If I ever start a blog on personal finance, one of my first articles is going to be titled “Get Your D**ned Employment Terms in Writing”.

Here is why. I’m registered for a few Israeli professional women’s lists with a very high Anglo (English speaking immigrant) contingent. Every few weeks, someone will write in to say that she started a new job or is about to start a new job and she hasn’t gotten anything in writing confirming the terms of her employment.  In some cases, the writer thinks everything is okay because her first salary looked to be correct. Other times, the employer has reneged on something promised. The stories vary but the question is always the same:  Is this okay?  Is this just how things are done here?

No. It’s not okay.  It’s flat out illegal.

So, you! Employer! Maybe you are a relaxed sort of guy or gal. You think that the world has become too bureaucratic. Contracts and lawyers and paperwork.  Who needs all that?  A handshake and conversation should be enough!  You are just too busy and too important to be bothered with this. And besides, if nothing is written down, why, no one can hold you to anything.

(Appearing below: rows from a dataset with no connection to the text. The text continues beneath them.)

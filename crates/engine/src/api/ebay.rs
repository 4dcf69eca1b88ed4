//! eBay Finding API client — keyword search with retry/backoff and scoring
//!
//! Every failure path returns a structured `SearchError` with a stable code;
//! the HTTP layer translates them into 503 responses.

use crate::scoring::{self, FeeModel};
use reqwest::{redirect, Client};
use rust_decimal::Decimal;
use serde::{Deserialize, Serialize};
use serde_json::Value;
use std::str::FromStr;
use std::time::Duration;
use thiserror::Error;
use tracing::{debug, info, warn};

const REQUEST_TIMEOUT_SECS: u64 = 15;
const MAX_RETRIES: u32 = 3;
const RETRY_BASE_DELAY_MS: u64 = 1000;
const USER_AGENT: &str = "FlipLens/1.0";

/// Queries longer than this are truncated before hitting the API
const MAX_QUERY_LEN: usize = 100;
/// Characters stripped from queries before they reach the API
const QUERY_DENYLIST: &[char] = &[
    '<', '>', '"', '\'', '&', ';', '|', '`', '$', '(', ')', '{', '}',
];
/// Field values longer than this are truncated when extracted
const MAX_FIELD_LEN: usize = 500;

const DEFAULT_LIMIT: u32 = 20;
const MAX_LIMIT: u32 = 100;

#[derive(Error, Debug)]
pub enum SearchError {
    #[error("Query contains no usable characters")]
    InvalidQuery,

    #[error("Marketplace authentication failed - check API key")]
    AuthenticationFailed,

    #[error("Too many requests to the marketplace API")]
    UpstreamRateLimited,

    #[error("Marketplace server error (HTTP {0})")]
    ServerError(u16),

    #[error("Marketplace API request timed out")]
    Timeout,

    #[error("Unable to connect to the marketplace API")]
    Connection,

    #[error("Marketplace API error (HTTP {0})")]
    UnexpectedStatus(u16),

    #[error("Failed to parse marketplace response: {0}")]
    Parse(String),

    #[error("Marketplace request error: {0}")]
    Request(String),
}

impl SearchError {
    /// Stable machine-readable code for the response body
    pub fn code(&self) -> &'static str {
        match self {
            SearchError::InvalidQuery => "INVALID_QUERY",
            SearchError::AuthenticationFailed => "UPSTREAM_AUTH_FAILED",
            SearchError::UpstreamRateLimited => "UPSTREAM_RATE_LIMITED",
            SearchError::ServerError(_) => "UPSTREAM_SERVER_ERROR",
            SearchError::Timeout => "UPSTREAM_TIMEOUT",
            SearchError::Connection => "UPSTREAM_CONNECTION_ERROR",
            SearchError::UnexpectedStatus(_) => "UPSTREAM_ERROR",
            SearchError::Parse(_) => "RESPONSE_PARSING_ERROR",
            SearchError::Request(_) => "UPSTREAM_REQUEST_ERROR",
        }
    }
}

/// A normalized search result. Field names follow the marketplace's wire
/// format so saved payloads stay interchangeable with raw results.
#[derive(Debug, Clone, Serialize, Deserialize)]
pub struct Listing {
    pub title: String,
    #[serde(rename = "itemId")]
    pub listing_id: String,
    #[serde(rename = "viewItemURL")]
    pub item_url: String,
    #[serde(rename = "galleryURL")]
    pub image_url: String,
    pub price: String,
    pub currency: String,
    pub location: String,
    pub condition: String,
    pub confidence: f64,
    pub estimated_profit: Option<Decimal>,
}

impl Listing {
    pub fn price_decimal(&self) -> Option<Decimal> {
        Decimal::from_str(&self.price).ok()
    }
}

/// A completed search with its echo of the effective inputs
#[derive(Debug, Clone, Serialize)]
pub struct SearchOutcome {
    pub results: Vec<Listing>,
    pub total: usize,
    pub query: String,
    pub limit: u32,
}

/// eBay Finding API client
#[derive(Clone)]
pub struct EbayClient {
    client: Client,
    base_url: String,
    app_id: String,
    fee_model: FeeModel,
}

impl EbayClient {
    pub fn new(base_url: &str, app_id: &str) -> Self {
        Self {
            client: Client::builder()
                .timeout(Duration::from_secs(REQUEST_TIMEOUT_SECS))
                .redirect(redirect::Policy::none())
                .user_agent(USER_AGENT)
                .build()
                .expect("Failed to build HTTP client"),
            base_url: base_url.to_string(),
            app_id: app_id.to_string(),
            fee_model: FeeModel::default(),
        }
    }

    /// Strip denylisted characters and truncate. Idempotent: sanitizing a
    /// sanitized string returns it unchanged.
    pub fn sanitize_query(query: &str) -> String {
        let cleaned: String = query.chars().filter(|c| !QUERY_DENYLIST.contains(c)).collect();
        let truncated = if cleaned.len() > MAX_QUERY_LEN {
            let mut end = MAX_QUERY_LEN;
            while !cleaned.is_char_boundary(end) {
                end -= 1;
            }
            &cleaned[..end]
        } else {
            &cleaned
        };
        truncated.trim().to_string()
    }

    /// Clamp a requested result count to [1,100]; invalid input falls back
    /// to the default of 20
    pub fn clamp_limit(limit: Option<i64>) -> u32 {
        match limit {
            Some(n) if n < 1 => 1,
            Some(n) if n > MAX_LIMIT as i64 => MAX_LIMIT,
            Some(n) => n as u32,
            None => DEFAULT_LIMIT,
        }
    }

    /// Search the marketplace for listings matching the query
    pub async fn search(&self, query: &str, limit: u32) -> Result<SearchOutcome, SearchError> {
        let query = Self::sanitize_query(query);
        if query.is_empty() {
            return Err(SearchError::InvalidQuery);
        }

        info!(query = %query, limit, "Searching marketplace");

        let limit_str = limit.to_string();
        let params: Vec<(&str, &str)> = vec![
            ("OPERATION-NAME", "findItemsByKeywords"),
            ("SERVICE-VERSION", "1.0.0"),
            ("SECURITY-APPNAME", &self.app_id),
            ("RESPONSE-DATA-FORMAT", "JSON"),
            ("REST-PAYLOAD", ""),
            ("keywords", &query),
            ("paginationInput.entriesPerPage", &limit_str),
        ];

        let payload = self.request_with_retry(&params).await?;
        let mut results = parse_payload(&payload);

        for listing in &mut results {
            listing.confidence = scoring::base_confidence(listing);
            listing.estimated_profit = listing
                .price_decimal()
                .map(|price| scoring::estimate_profit(price, &self.fee_model));
        }
        scoring::refine_confidence(&mut results);

        info!(count = results.len(), "Search completed");

        Ok(SearchOutcome {
            total: results.len(),
            results,
            query,
            limit,
        })
    }

    /// GET with up to three attempts. Server errors, timeouts and connection
    /// failures back off exponentially and retry; auth failures and upstream
    /// rate limits report immediately.
    async fn request_with_retry(&self, params: &[(&str, &str)]) -> Result<Value, SearchError> {
        let mut last_error = SearchError::ServerError(500);

        for attempt in 0..MAX_RETRIES {
            if attempt > 0 {
                let delay = RETRY_BASE_DELAY_MS * 2u64.pow(attempt - 1);
                debug!(attempt, delay_ms = delay, "Retrying marketplace request");
                tokio::time::sleep(Duration::from_millis(delay)).await;
            }

            let response = match self.client.get(&self.base_url).query(params).send().await {
                Ok(response) => response,
                Err(e) if e.is_timeout() => {
                    warn!(attempt, "Marketplace request timed out");
                    last_error = SearchError::Timeout;
                    continue;
                }
                Err(e) if e.is_connect() => {
                    warn!(attempt, "Marketplace connection error");
                    last_error = SearchError::Connection;
                    continue;
                }
                Err(e) => return Err(SearchError::Request(e.to_string())),
            };

            let status = response.status().as_u16();
            debug!(status, "Marketplace response");

            match status {
                200 => {
                    return response
                        .json::<Value>()
                        .await
                        .map_err(|e| SearchError::Parse(e.to_string()));
                }
                401 => return Err(SearchError::AuthenticationFailed),
                429 => return Err(SearchError::UpstreamRateLimited),
                s if s >= 500 => {
                    warn!(status = s, attempt, "Marketplace server error");
                    last_error = SearchError::ServerError(s);
                }
                s => return Err(SearchError::UnexpectedStatus(s)),
            }
        }

        Err(last_error)
    }
}

/// Extract listings from the finding-service envelope:
/// `findItemsByKeywordsResponse[0].searchResult[0].item[]`.
/// Items missing a title or id are dropped.
fn parse_payload(payload: &Value) -> Vec<Listing> {
    let items = payload
        .get("findItemsByKeywordsResponse")
        .and_then(|v| v.get(0))
        .and_then(|v| v.get("searchResult"))
        .and_then(|v| v.get(0))
        .and_then(|v| v.get("item"))
        .and_then(|v| v.as_array())
        .cloned()
        .unwrap_or_default();

    items.iter().filter_map(parse_item).collect()
}

fn parse_item(item: &Value) -> Option<Listing> {
    let title = extract_string(item.get("title"));
    let listing_id = extract_string(item.get("itemId"));

    // Title and id are the minimum for a usable result
    if title.is_empty() || listing_id.is_empty() {
        return None;
    }

    let current_price = item
        .get("sellingStatus")
        .and_then(|v| v.get(0))
        .and_then(|v| v.get("currentPrice"))
        .and_then(|v| v.get(0));
    let price = extract_string(current_price.and_then(|v| v.get("__value__")));
    let currency = extract_string(current_price.and_then(|v| v.get("@currencyId")));

    let condition = extract_string(
        item.get("condition")
            .and_then(|v| v.get(0))
            .and_then(|v| v.get("conditionDisplayName")),
    );

    Some(Listing {
        title,
        listing_id,
        item_url: extract_string(item.get("viewItemURL")),
        image_url: extract_string(item.get("galleryURL")),
        price,
        currency,
        location: extract_string(item.get("location")),
        condition,
        confidence: 0.0,
        estimated_profit: None,
    })
}

/// Unwrap the finding API's list-wrapped strings, trim, and cap the length
fn extract_string(value: Option<&Value>) -> String {
    let value = match value {
        Some(Value::Array(items)) => items.first(),
        other => other,
    };
    let Some(Value::String(s)) = value else {
        return String::new();
    };
    let trimmed = s.trim();
    let capped = if trimmed.len() > MAX_FIELD_LEN {
        let mut end = MAX_FIELD_LEN;
        while !trimmed.is_char_boundary(end) {
            end -= 1;
        }
        &trimmed[..end]
    } else {
        trimmed
    };
    capped.to_string()
}

#[cfg(test)]
mod tests {
    use super::*;

    const SAMPLE_RESPONSE: &str = r#"{
        "findItemsByKeywordsResponse": [{
            "ack": ["Success"],
            "searchResult": [{
                "@count": "2",
                "item": [
                    {
                        "itemId": ["1234567890"],
                        "title": ["Apple iPhone 13 128GB Midnight Unlocked"],
                        "viewItemURL": ["https://www.ebay.com/itm/1234567890"],
                        "galleryURL": ["https://i.ebayimg.com/images/g/abc/s-l225.jpg"],
                        "location": ["Austin,TX,USA"],
                        "sellingStatus": [{
                            "currentPrice": [{"@currencyId": "USD", "__value__": "429.99"}]
                        }],
                        "condition": [{"conditionDisplayName": ["Used"]}]
                    },
                    {
                        "itemId": [""],
                        "title": ["Listing without an id gets dropped"]
                    }
                ]
            }]
        }]
    }"#;

    #[test]
    fn sanitize_strips_denylist_and_truncates() {
        assert_eq!(
            EbayClient::sanitize_query("iPhone 13; DROP TABLE users"),
            "iPhone 13 DROP TABLE users"
        );
        assert_eq!(EbayClient::sanitize_query("$(rm -rf)"), "rm -rf");
        let long = "a".repeat(150);
        assert_eq!(EbayClient::sanitize_query(&long).len(), 100);
        assert_eq!(EbayClient::sanitize_query("  plain query  "), "plain query");
    }

    #[test]
    fn sanitize_is_idempotent() {
        let once = EbayClient::sanitize_query("iPhone 13 (128GB) & \"case\"");
        let twice = EbayClient::sanitize_query(&once);
        assert_eq!(once, twice);
    }

    #[test]
    fn limit_clamps_to_range() {
        assert_eq!(EbayClient::clamp_limit(Some(50)), 50);
        assert_eq!(EbayClient::clamp_limit(Some(0)), 1);
        assert_eq!(EbayClient::clamp_limit(Some(-3)), 1);
        assert_eq!(EbayClient::clamp_limit(Some(1000)), 100);
        assert_eq!(EbayClient::clamp_limit(None), 20);
    }

    #[test]
    fn parses_nested_payload_and_drops_incomplete_items() {
        let payload: Value = serde_json::from_str(SAMPLE_RESPONSE).unwrap();
        let listings = parse_payload(&payload);
        assert_eq!(listings.len(), 1);

        let listing = &listings[0];
        assert_eq!(listing.listing_id, "1234567890");
        assert_eq!(listing.price, "429.99");
        assert_eq!(listing.currency, "USD");
        assert_eq!(listing.condition, "Used");
        assert_eq!(listing.location, "Austin,TX,USA");
    }

    #[test]
    fn scored_result_has_bounded_confidence_and_profit() {
        // The post-processing the search path applies, against the fixture
        let payload: Value = serde_json::from_str(SAMPLE_RESPONSE).unwrap();
        let mut listings = parse_payload(&payload);
        let fee_model = FeeModel::default();
        for listing in &mut listings {
            listing.confidence = scoring::base_confidence(listing);
            listing.estimated_profit = listing
                .price_decimal()
                .map(|p| scoring::estimate_profit(p, &fee_model));
        }
        scoring::refine_confidence(&mut listings);

        assert_eq!(listings.len(), 1);
        assert!((0.0..=1.0).contains(&listings[0].confidence));
        assert!(listings[0].estimated_profit.is_some());
    }

    #[test]
    fn empty_envelope_yields_no_results() {
        let payload: Value = serde_json::from_str(r#"{"findItemsByKeywordsResponse": []}"#).unwrap();
        assert!(parse_payload(&payload).is_empty());
    }

    #[test]
    fn extract_string_unwraps_and_caps() {
        let wrapped = serde_json::json!(["  hello  "]);
        assert_eq!(extract_string(Some(&wrapped)), "hello");

        let long = serde_json::json!("x".repeat(600));
        assert_eq!(extract_string(Some(&long)).len(), 500);

        assert_eq!(extract_string(None), "");
        assert_eq!(extract_string(Some(&serde_json::json!(42))), "");
    }
}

In the words of the Dread Pirate Roberts (aka Farmboy, aka Wesley),  get used to disappointment.  🙂

By law, you are required to provide your employees with a minimum  level of documentation confirming  the terms of their employment within 30 days of their starting.  The information to be provided is set by law and includes the key terms of a person’s employment, such as title, job description, salary, hours of work, benefits, and other similar items.  The statutory version of this form can be found here.   Just fill it out, sign off and pass it to your employee and you are good to go.  Make sure you save a copy for yourself and give yourself bonus points if it is scanned and filed in a way you that can find it later.

If you have already signed an employee off on a full-blown employment agreement  which includes all of the required terms (in addition to far more protection for the company) you do not need to also fill out the statutory terms notice.

For more on this law, including a list of the items to be disclosed, see here.

P.S. As an aside, the link to the Princess Bride clip was probably not entirely necessary, but seeing how that is my favorite movie, expect more clips in the future.